The problem is that “text” files don’t all have a definitive indicator what “kind” of text they contain, even though most modener computer systems and programs like Excel can handle Unicode (extended) characters just fine – IF they know what the file contains.

THE most likely actual problem today is that the file is that the file is a “UTF-8 without BOM”.

BOM == byte order mark I believe but it also signals this is NOT a simple text file and programs like Excel may need that signal to figure it out. (Notepad++, a free download, can easily deal with this in almost all cases and even allows you to change the encoding and save the file back to disk to make it easier for other programs to process.)
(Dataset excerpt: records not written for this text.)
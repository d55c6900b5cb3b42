/// What the caller should do after a surface error.
#[derive(Debug, Copy, Clone, Eq, PartialEq)]
pub enum SurfaceErrorAction {
    /// Surface was reconfigured; rendering may resume next frame.
    Reconfigured,
    /// Transient error; skip the current frame.
    SkipFrame,
    /// Fatal error (commonly OOM); terminate gracefully.
    Fatal,
}
//! Contracts between the runtime loop and applications.

mod app;
mod ctx;

pub use app::{App, AppControl};
pub use ctx::{FrameCtx, WindowCtx, REVERSED_Z_CLEAR};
  • UTF is just a set of encodings for Unicode – and there are a pile of them UTF-8-bom, UTF-16 etc.
  • 8 means that the data is encoded in 8 bits (or a byte) just like an older ASCII (American) standard or other language file was encoding historically *.
  • ASCII files are legal UTF-8 without a BOM but not necessarily the other way around.
  • Without the BOM, a program may not realize that non-ASCII characters * are in the file

You probably need to either:

  1. Convert the file to a UTF form with a BOM (e.g., UTF-8) – see NotePad++ above, though you could do this from a PowerShell (or Linux) command prompt without having to learn how “to program”.
  2. Or you need to tell Excel when opening the file what to expect, not sure it has this setting but Google is our friend.
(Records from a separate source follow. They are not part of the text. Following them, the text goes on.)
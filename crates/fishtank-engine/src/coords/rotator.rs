use glam::Quat;

/// Euler rotation in degrees.
///
/// Applied roll first, then pitch, then yaw:
/// - yaw turns +X toward +Y about +Z
/// - pitch raises +X toward +Z
/// - roll dips +Y toward -Z about +X
#[derive(Debug, Copy, Clone, Default, PartialEq)]
pub struct Rotator {
    pub pitch: f32,
    pub yaw: f32,
    pub roll: f32,
}

impl Rotator {
    pub const ZERO: Rotator = Rotator { pitch: 0.0, yaw: 0.0, roll: 0.0 };

    #[inline]
    pub const fn new(pitch: f32, yaw: f32, roll: f32) -> Self {
        Self { pitch, yaw, roll }
    }

    #[inline]
    pub const fn from_yaw(yaw: f32) -> Self {
        Self { pitch: 0.0, yaw, roll: 0.0 }
    }

    /// Equivalent unit quaternion.
    pub fn to_quat(self) -> Quat {
        // glam rotations are right-handed about each axis, so pitch and roll flip sign.
        Quat::from_rotation_z(self.yaw.to_radians())
            * Quat::from_rotation_y(-self.pitch.to_radians())
            * Quat::from_rotation_x(-self.roll.to_radians())
    }

    #[inline]
    pub fn is_finite(self) -> bool {
        self.pitch.is_finite() && self.yaw.is_finite() && self.roll.is_finite()
    }
}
PowerShell like this should do it:

Get-Content -path “OldFile.txt” -Encoding UTF8 | Out-File -Encoding UTF8 -FilePath “NewFile.txt”

AND it cannot do any harm since the -NoOverwrite prevents overwriting an existing file.

Also not this may look like we are converting from something to the same thing but turns out that reading UTF8 works whether there is a BOM or not, and even if the file is ASCII while writing UTF8 with the Out-File does add the BOM.

For most complicated choices you’ll need something like NotePad++ or a purpose build file converter unless your app (e.g. Excel) allows you to specify the file type when you open it.

  • It is also possible that the file is encoded with an ASCII-like encoding that is using an older encoding designed for non-English languages (Western Europe, Japan, ISO-8859-1, or 8859-X etc.). The files probably will need a specific file converter or something like NotePad++ which has this in the Encoding menu as “Character Sets”.

This latter is less likely but since the file is for German (or might have originated on any non-English operating system) it isn’t completely unlikely.

Note: Before I understood the above, I could frequently just putz around and get the characters to display and even today, I don’t always have to think about all the details.

BOTTOM LINE:
Just knowing the general ideas above can give you enough info to import the file into your app correctly or to find and use an editor or utility that can convert it.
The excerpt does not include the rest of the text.